Avoir un ami imaginaire lorsqu’on est enfant peut paraître normal, voire attachant ; à l’âge adulte, le phénomène semble, d’emblée, beaucoup plus inquiétant. A 40 ans révolus, Elwood passe le plus clair de son temps avec Harvey, un lapin blanc invisible aux yeux de tous, mais qu’il tient à présenter à quiconque croise sa route. Du haut de ses deux mètres, le léporidé géant a son imper et son chapeau – troué pour laisser passer ses oreilles –, est capable de tenir une conversation et même, dit-on, d’entrevoir l’avenir. Si Elwood a accueilli ce nouveau partenaire à bras ouverts, il n’en va pas de même pour sa soeur, Veta, et pour sa nièce, Myrtle, chez qui il vit. Les deux femmes ne supportent plus d’entendre parler de ce lapin qui fait fuir le beau monde qu’elles se plaisent à inviter, ruine leur vie sociale et réduit à néant les prétentions maritales de la plus jeune. Aux grands maux, les grands remèdes, Veta décide alors de se rendre à l’hôpital psychiatrique pour y faire interner son frère ; mais, les choses ne se passant jamais comme prévu, c’est elle qui va s’y retrouver enfermée par le bande de pieds nickelés du Docteur Chumley.

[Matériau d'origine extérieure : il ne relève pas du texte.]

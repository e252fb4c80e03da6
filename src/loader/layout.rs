// game slot layout on the raw medium
use std::io::{Seek, SeekFrom, Write};

use log::info;

use super::block::BLOCK_SIZE;
use super::error::{LoaderError, Result};

/// Block 0 is reserved; slot `n` starts at `reserved_blocks + n * blocks_per_slot`.
#[derive(Debug, Clone, PartialEq, Eq)]
pub struct SlotLayout {
    pub block_size: usize,
    pub blocks_per_slot: u32,
    pub reserved_blocks: u32,
}

impl Default for SlotLayout {
    fn default() -> Self {
        Self {
            block_size: BLOCK_SIZE,
            blocks_per_slot: 100,
            reserved_blocks: 1,
        }
    }
}

impl SlotLayout {
    pub fn start_block(&self, slot: u32) -> Result<u32> {
        slot.checked_mul(self.blocks_per_slot)
            .and_then(|b| b.checked_add(self.reserved_blocks))
            .ok_or_else(|| {
                LoaderError::InvalidConfig(format!(
                    "slot {slot} with {} blocks per slot is beyond the addressable medium",
                    self.blocks_per_slot
                ))
            })
    }

    pub fn byte_offset(&self, slot: u32) -> Result<u64> {
        Ok(self.start_block(slot)? as u64 * self.block_size as u64)
    }

    pub fn blocks_needed(&self, len: usize) -> usize {
        len.div_ceil(self.block_size)
    }

    pub fn max_image_bytes(&self) -> usize {
        self.blocks_per_slot as usize * self.block_size
    }

    /// Number of blocks the image occupies, or `OversizeImage`.
    pub fn check_fits(&self, len: usize) -> Result<usize> {
        let blocks = self.blocks_needed(len);
        if blocks > self.blocks_per_slot as usize {
            return Err(LoaderError::OversizeImage {
                len,
                blocks,
                max_blocks: self.blocks_per_slot as usize,
            });
        }
        Ok(blocks)
    }

    /// Write `image` into `slot`, zero-padding only up to the next block boundary.
    pub fn provision<W: Write + Seek>(&self, medium: &mut W, slot: u32, image: &[u8]) -> Result<usize> {
        let blocks = self.check_fits(image.len())?;
        let start = self.start_block(slot)?;

        info!(
            "slot {slot}: {} bytes, {blocks} blocks at {}-{}",
            image.len(),
            start,
            (start as usize + blocks).saturating_sub(1)
        );

        medium.seek(SeekFrom::Start(start as u64 * self.block_size as u64))?;
        medium.write_all(image)?;
        let remainder = image.len() % self.block_size;
        if remainder > 0 {
            medium.write_all(&vec![0; self.block_size - remainder])?;
        }
        medium.flush()?;
        Ok(blocks)
    }
}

Largement méconnue en France, malgré ses multiples adaptations télévisées et le film d’Henry Koster, avec James Stewart dans le rôle principal, cette pièce de Mary Chase a fait les beaux jours de Broadway – où elle fut représentée sans discontinuer de 1944 à 1949 – et a même valu le prestigieux prix Pulitzer à son autrice, une journaliste-dramaturge dont l’oeuvre était, jusque là, restée dans l’ombre. C’est que, sous ses dehors loufoques et sa mécanique boulevardière, ce texte est plus profond qu’il n’y paraît. Derrière ses grandes oreilles, Harvey est plus qu’un simple animal fictif et symbolise sans doute, à bien y réfléchir, l’influence, et le pouvoir, de l’imaginaire et de la poétique sur le cours du réel. Car celui qu’on désigne comme fou, Elwood, est seulement, en définitive, un homme différent des autres. Pilier de bar, certes, il reste un être charmeur, affable, plein d’esprit et d’une gentillesse extrême – jusqu’à éveiller le soupçon –, beaucoup plus que ses semblables qui soit roulent pour eux-mêmes, avec leur arrivisme pour moteur, soit passent pour des automates grognons et sans coeur, presque lobotomisés par la société.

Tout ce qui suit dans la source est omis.